After the supper there was Christmas cake for anyone with a sweet tooth. My father’d never look at that. His eye would be on the earthenware jar beneath the dresser, and it would be a great relief to him when my mother would say to us, “Go out there one of ye and tell the neighbouring men to come in for a while.”

It was a custom that night, Nollaig Mhór, big Christmas, for the men to visit one another’s houses. The women were too busy to be bothered. They had their own night, Nollaig na mBan, small Christmas for making tapes. In a while the men would come in and at the first lag in the conversation my father’d take the cork off the jar and fill out a few cups of porter. The men, by the way nit noticing what was going on and then when they’d get the cups, all surprised they’d say, ”What’s this? What’s this for?”

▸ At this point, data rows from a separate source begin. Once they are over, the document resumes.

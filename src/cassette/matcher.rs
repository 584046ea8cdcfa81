//! Request matchers used to find a recording for a live request.

use std::fmt;
use std::str::FromStr;

use serde::{Deserialize, Serialize};

use crate::canonical::CanonicalRequest;

/// One aspect of a request that must be equal for two requests to match.
#[derive(Debug, Clone, Copy, PartialEq, Eq, Hash, Serialize, Deserialize)]
#[serde(rename_all = "snake_case")]
pub enum MatchOn {
    /// HTTP method.
    Method,
    /// Full URI string.
    Uri,
    /// URL scheme.
    Scheme,
    /// Host name.
    Host,
    /// Port, with scheme defaults applied.
    Port,
    /// URL path.
    Path,
    /// Query parameters, order-insensitive.
    Query,
    /// Request body bytes.
    Body,
    /// All request headers.
    Headers,
}

impl MatchOn {
    /// The matchers used when none are configured.
    pub const DEFAULT: [MatchOn; 2] = [MatchOn::Method, MatchOn::Uri];

    /// Whether `a` and `b` agree on this aspect.
    #[must_use]
    pub fn matches(self, a: &CanonicalRequest, b: &CanonicalRequest) -> bool {
        match self {
            Self::Method => a.method.eq_ignore_ascii_case(&b.method),
            Self::Uri => a.uri == b.uri,
            Self::Scheme => a.scheme() == b.scheme(),
            Self::Host => a.host().eq_ignore_ascii_case(&b.host()),
            Self::Port => a.port() == b.port(),
            Self::Path => a.path() == b.path(),
            Self::Query => a.sorted_query() == b.sorted_query(),
            Self::Body => a.body == b.body,
            Self::Headers => a.headers == b.headers,
        }
    }

    fn as_str(self) -> &'static str {
        match self {
            Self::Method => "method",
            Self::Uri => "uri",
            Self::Scheme => "scheme",
            Self::Host => "host",
            Self::Port => "port",
            Self::Path => "path",
            Self::Query => "query",
            Self::Body => "body",
            Self::Headers => "headers",
        }
    }
}

/// Whether every matcher in `rules` agrees on `a` and `b`.
#[must_use]
pub fn requests_match(rules: &[MatchOn], a: &CanonicalRequest, b: &CanonicalRequest) -> bool {
    rules.iter().all(|rule| rule.matches(a, b))
}

impl fmt::Display for MatchOn {
    fn fmt(&self, f: &mut fmt::Formatter<'_>) -> fmt::Result {
        f.write_str(self.as_str())
    }
}

impl FromStr for MatchOn {
    type Err = String;

    fn from_str(s: &str) -> Result<Self, Self::Err> {
        match s.trim().to_ascii_lowercase().as_str() {
            "method" => Ok(Self::Method),
            "uri" | "url" => Ok(Self::Uri),
            "scheme" => Ok(Self::Scheme),
            "host" => Ok(Self::Host),
            "port" => Ok(Self::Port),
            "path" => Ok(Self::Path),
            "query" => Ok(Self::Query),
            "body" => Ok(Self::Body),
            "headers" => Ok(Self::Headers),
            other => Err(format!("unknown matcher {other:?}")),
        }
    }
}

#[cfg(test)]
mod tests {
    use super::*;

    #[test]
    fn default_rules_compare_method_and_uri() {
        let a = CanonicalRequest::new("GET", "http://example.test/a");
        let b = CanonicalRequest::new("get", "http://example.test/a");
        let c = CanonicalRequest::new("POST", "http://example.test/a");
        assert!(requests_match(&MatchOn::DEFAULT, &a, &b));
        assert!(!requests_match(&MatchOn::DEFAULT, &a, &c));
    }

    #[test]
    fn query_ignores_parameter_order() {
        let a = CanonicalRequest::new("GET", "http://example.test/s?a=1&b=2");
        let b = CanonicalRequest::new("GET", "http://example.test/s?b=2&a=1");
        assert!(!MatchOn::Uri.matches(&a, &b));
        assert!(requests_match(&[MatchOn::Method, MatchOn::Path, MatchOn::Query], &a, &b));
    }

    #[test]
    fn body_distinguishes_absent_from_empty() {
        let a = CanonicalRequest::new("POST", "http://example.test/").with_body(None);
        let b = CanonicalRequest::new("POST", "http://example.test/").with_body(Some(Vec::new()));
        assert!(!MatchOn::Body.matches(&a, &b));
    }

    #[test]
    fn parses_url_alias() {
        assert_eq!("URL".parse::<MatchOn>(), Ok(MatchOn::Uri));
    }
}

“Go on take it,” my father’d say; “It’s Christmas night, neighbours and good luck to us!”

Then the men’s faces would light up and, lifting their cups, they’d say; “Happy Christmas. Ned. Happy Christmas Ma’am! Happy Christmas everyone.”
“And the same to ye, men,” my father would answer.
“May we all be alive again this time twelve months.”

And my mother, who was never too happy in the presence of strong drink, would direct her gaze in the direction of the Christmas candle and say;
“The grace of God to us all!”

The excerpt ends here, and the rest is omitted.